AI Data Centre Networking: Takeaways and Beyond

May 24, 2025 · 17 min read

AI Infrastructure RoCE InfiniBand Data Centres Data Centers Networking

AI Data Centre Networking: Takeaways and Beyond

Introduction

After listening to the insightful Heavy Networking podcast episode 782, I felt compelled to delve deeper into the intricacies of AI data centre networking. The episode shed light on the challenges and solutions in automating networks for AI workloads, prompting me to explore the architectural distinctions and considerations in AI cluster networks.

What struck me most was how fundamentally different AI training networks are from traditional data centre infrastructure. Having spent years working with conventional server deployments, I’ve come to appreciate that AI workloads don’t just require more bandwidth—they demand an entirely different approach to network design, from physical topology to congestion control mechanisms.

Let me break down the core networking considerations for AI training workloads as I understand them.

The Fundamental Shift: Why Traditional Networks Fall Short

When I first encountered AI training requirements, I naively assumed we could simply scale up existing network designs. More servers mean more switches, right? This thinking proved woefully inadequate once I understood what actually happens during distributed AI training.

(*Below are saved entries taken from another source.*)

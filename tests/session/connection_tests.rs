//! Connection setup, outbound frames and inbound routing

use std::time::Duration;

use serde_json::json;
use smrp_session::{ConnectionStatus, ReconstructionSession, Severity};

use crate::common::{test_config, wait_until, MockServer};

const WAIT: Duration = Duration::from_secs(5);

#[tokio::test]
async fn test_handshake_is_first_frame() {
    let mut server = MockServer::start().await;
    let session = ReconstructionSession::start(&test_config(&server.base_url()), Some("s-1")).unwrap();

    let mut conn = server.accept().await;
    assert_eq!(conn.path, "/ws/s-1");

    let first = conn.recv_json().await;
    assert_eq!(first["type"], "handshake");
    assert_eq!(first["sessionId"], "s-1");
    assert!(first["timestamp"].is_string());

    wait_until(WAIT, "connected", || session.is_connected()).await;
    session.close().await;
}

#[tokio::test]
async fn test_default_session_path() {
    let mut server = MockServer::start().await;
    let session = ReconstructionSession::start(&test_config(&server.base_url()), None).unwrap();

    let conn = server.accept().await;
    assert_eq!(conn.path, "/ws/default");
    session.close().await;
}

#[tokio::test]
async fn test_mask_selection_frame() {
    let mut server = MockServer::start().await;
    let session = ReconstructionSession::start(&test_config(&server.base_url()), Some("s-1")).unwrap();
    let mut conn = server.accept().await;
    conn.recv_type("handshake").await;
    wait_until(WAIT, "connected", || session.is_connected()).await;

    let masks = vec!["mask_0".to_string(), "mask_3".to_string()];
    assert!(session.facade().send_mask_selection(&masks));

    let frame = conn.recv_type("mask_selection").await;
    assert_eq!(frame["maskIds"], json!(["mask_0", "mask_3"]));
    assert_eq!(frame["sessionId"], "s-1");

    session.close().await;
}

#[tokio::test]
async fn test_send_without_server_returns_false() {
    // Bind then drop a listener so the port is very likely closed
    let addr = {
        let listener = tokio::net::TcpListener::bind("127.0.0.1:0").await.unwrap();
        listener.local_addr().unwrap()
    };
    let config = test_config(&format!("ws://{}/ws", addr));
    let session = ReconstructionSession::start(&config, Some("s-1")).unwrap();

    assert!(!session.facade().send_mask_selection(&["mask_0".to_string()]));
    assert!(!session.facade().send_assistant_query("hello?", json!({})));
    assert!(session.store().read().assistant_conversation().is_empty());
    assert_ne!(session.connection_status(), ConnectionStatus::Connected);

    session.close().await;
}

#[tokio::test]
async fn test_malformed_frames_do_not_break_the_session() {
    let mut server = MockServer::start().await;
    let session = ReconstructionSession::start(&test_config(&server.base_url()), Some("s-1")).unwrap();
    let mut conn = server.accept().await;
    conn.recv_type("handshake").await;

    conn.send_text("this is not json".to_string()).await;
    conn.send_json(json!({"message": "no type"})).await;
    conn.send_json(json!({"type": "echo", "data": "ignored"})).await;
    conn.send_json(json!({"type": "notification", "message": "still here", "severity": "info"}))
        .await;

    wait_until(WAIT, "notification", || {
        session.store().read().notifications().count() == 1
    })
    .await;
    assert!(session.is_connected());
    session.close().await;
}

#[tokio::test]
async fn test_events_for_other_sessions_are_dropped() {
    let mut server = MockServer::start().await;
    let session = ReconstructionSession::start(&test_config(&server.base_url()), Some("s-1")).unwrap();
    let mut conn = server.accept().await;
    conn.recv_type("handshake").await;

    conn.send_json(json!({"type": "error", "message": "not yours", "sessionId": "s-2"}))
        .await;
    conn.send_json(json!({"type": "error", "message": "yours", "sessionId": "s-1"}))
        .await;

    wait_until(WAIT, "error notification", || {
        session.store().read().notifications().count() > 0
    })
    .await;
    let store = session.store().read();
    let messages: Vec<_> = store.notifications().map(|n| n.message.clone()).collect();
    assert_eq!(messages, vec!["yours".to_string()]);
    assert_eq!(
        store.notifications().next().unwrap().severity,
        Severity::Error
    );
    drop(store);

    session.close().await;
}

#[tokio::test]
async fn test_handshake_ack_and_assistant_round_trip() {
    let mut server = MockServer::start().await;
    let session = ReconstructionSession::start(&test_config(&server.base_url()), Some("s-1")).unwrap();
    let mut conn = server.accept().await;
    conn.recv_type("handshake").await;
    conn.send_json(json!({
        "type": "handshake_ack",
        "message": "Connected to Sanskrit Reconstruction Portal",
        "features": ["Real-time reconstruction", "AI assistant chat"]
    }))
    .await;

    wait_until(WAIT, "server info", || session.store().read().server_info().is_some()).await;
    wait_until(WAIT, "connected", || session.is_connected()).await;

    assert!(session
        .facade()
        .send_assistant_query("What is the meaning?", json!({"selected_masks": ["mask_0"]})));
    let query = conn.recv_type("assistant_query").await;
    assert_eq!(query["query"], "What is the meaning?");

    conn.send_json(json!({"type": "assistant_response", "response": {"text": "It praises dharma."}}))
        .await;
    wait_until(WAIT, "assistant response", || {
        session.store().read().assistant_conversation().len() == 2
    })
    .await;

    session.close().await;
}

Traditional data centre workloads—web servers, databases, microservices—generate what network engineers call “mice flows.” These are small, short-lived connections with relatively modest bandwidth requirements. A web server might handle thousands of concurrent connections, but each individual request transfers relatively little data. Network congestion causes slight delays, users wait a moment longer for pages to load, but the world doesn’t end.

AI training generates “elephant flows”—massive, sustained data transfers between GPUs that must remain perfectly synchronised. When training a large language model across hundreds of GPUs, these processors constantly share gradients, weights, and intermediate results. Any disruption—a dropped packet, momentary congestion, even microseconds of additional latency—can cause the entire training job to slow down or fail completely.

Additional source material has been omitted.